It was the shot heard across Canada.  There were a lot of factors that made Kawhi’s buzzer beating basket so remarkable.  Aside from there being no time left on the clock and the weight of a sport’s nation on his shoulders, Kawhi had to overcome the backward momentum that is inherent in a ‘fadeaway’.  The purpose of a fadeway is to create space between the shooter and defender(s), which was a necessity for Kawhi as there were several seriously tall 76ers trying to screen his shot.

Over-coming the fadeway’s backwards momentum is no easy feat as it requires players to quickly calibrate in their minds the additional force that is required to successfully sink a basket, which for most mere mortals is not intuitive.  The shot is so challenging that only a handful of NBA basketball players have been able to reliably make this shot; and we’re talking the great players such as Michael Jordan, Lebron James, Kobe Bryant and of course Kawhi Leonard.

The video below provides an extreme example of backwards momentum with a soccer ball shot from the back of a truck

Investigating Kawhi Leonard’s shot in the lab

In addition to backwards momentum there were many additional physical factors at play such as the angle of the shot and gravity.  Investigating all these forces in a single activity would not be practical.  Fortunately most of these forces can be isolated and explored in the lab using PASCO sensors, software and/or equipment.

Exploring The fadeaway’s negative momentum using PASCO

PASCO offers an intriguing and affordable solution to model the dramatic effect of a fadeaway’s negative momentum on projectile distance.  PASCO’s mini launcher will consistently launch projectile balls the same horizontal distance for a set angle, assuming that the launcher is stationary.  If however, the launcher is placed on PASCO’s frictionless cart, the force of pulling the trigger will cause the cart to move backwards at a velocity that can be measured using the motion sensor.  Students will be surprised to see that even though the cart travels just a few centimeters, the overall projectile distance is significantly reduced.  This can be a very simple demonstration or an in-depth quantitative analysis that factors in the projectiles initial angle and velocity, the time of flight and even the k-constant of the spring.

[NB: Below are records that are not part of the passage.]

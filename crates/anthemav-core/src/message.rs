//! Typed messages produced by the wire parser.
//!
//! Every line the receiver sends that the parser understands becomes exactly
//! one [`ParsedMessage`]. Messages are transient: they are folded into a
//! [`DeviceState`](crate::DeviceState) and then dropped.

use serde::{Deserialize, Serialize};

/// One parsed line from the receiver.
///
/// Zone-scoped variants carry the zone number exactly as it appeared after
/// the `Z` prefix of the source line.
#[derive(Debug, Clone, PartialEq, Eq, Serialize, Deserialize)]
#[serde(tag = "kind", rename_all = "snake_case")]
pub enum ParsedMessage {
    /// Device model name (`IDM`).
    SystemModel { model: String },
    /// Number of configured inputs (`ICN`).
    InputCount { count: u32 },
    /// Receiver-defined input name (`IS<n>IN`).
    InputName { input_number: u32, name: String },
    /// Zone power state (`Z<n>POW`).
    ZonePower { zone: u8, is_on: bool },
    /// Zone volume in dB (`Z<n>VOL`).
    ZoneVolume { zone: u8, volume_db: i32 },
    /// Zone mute state (`Z<n>MUT`).
    ZoneMute { zone: u8, is_muted: bool },
    /// Zone input selection (`Z<n>INP`).
    ZoneInput { zone: u8, input_number: u32 },
    /// Audio input format (`Z<n>AIF`).
    ZoneAudioFormat { zone: u8, format: String },
    /// Audio input channels (`Z<n>AIC`).
    ZoneAudioChannels { zone: u8, channels: String },
    /// Video input resolution (`Z<n>VIR`).
    ZoneVideoResolution { zone: u8, resolution: String },
    /// Active listening mode (`Z<n>ALM`).
    ZoneListeningMode {
        zone: u8,
        mode_number: u32,
        mode_name: String,
    },
    /// Full sample rate description (`Z<n>AIR`).
    ZoneSampleRateInfo { zone: u8, info: String },
    /// Sample rate in kHz (`Z<n>SRT`).
    ZoneSampleRate { zone: u8, rate_khz: u32 },
    /// Bit depth (`Z<n>BDP`).
    ZoneBitDepth { zone: u8, depth: u32 },
}

impl ParsedMessage {
    /// Returns the zone this message refers to, or `None` for system messages.
    pub fn zone(&self) -> Option<u8> {
        match self {
            Self::SystemModel { .. } | Self::InputCount { .. } | Self::InputName { .. } => None,
            Self::ZonePower { zone, .. }
            | Self::ZoneVolume { zone, .. }
            | Self::ZoneMute { zone, .. }
            | Self::ZoneInput { zone, .. }
            | Self::ZoneAudioFormat { zone, .. }
            | Self::ZoneAudioChannels { zone, .. }
            | Self::ZoneVideoResolution { zone, .. }
            | Self::ZoneListeningMode { zone, .. }
            | Self::ZoneSampleRateInfo { zone, .. }
            | Self::ZoneSampleRate { zone, .. }
            | Self::ZoneBitDepth { zone, .. } => Some(*zone),
        }
    }
}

Other Forces Affecting a Basketball Shot

Momentum and Explosions

When a basketball player takes a jump shot (as with a fadeway), the player and the ball could be viewed as 2-object linear system if you ignore other outside forces such as gravity.  What’s interesting, and perhaps not apparent to many students, is that the basketball will exert an equivalent force to the player as the player is exerting on the basketball (Newton’s 3rd Law).  Of course because of the very significant inertia (mass) difference between the two objects, the basketball will accelerate at a much fast rate than the player.  The player however will experience some acceleration in the opposite direction to that of the basketball.

Using Smart Carts to explore Momentum and Explosions (Free Lab)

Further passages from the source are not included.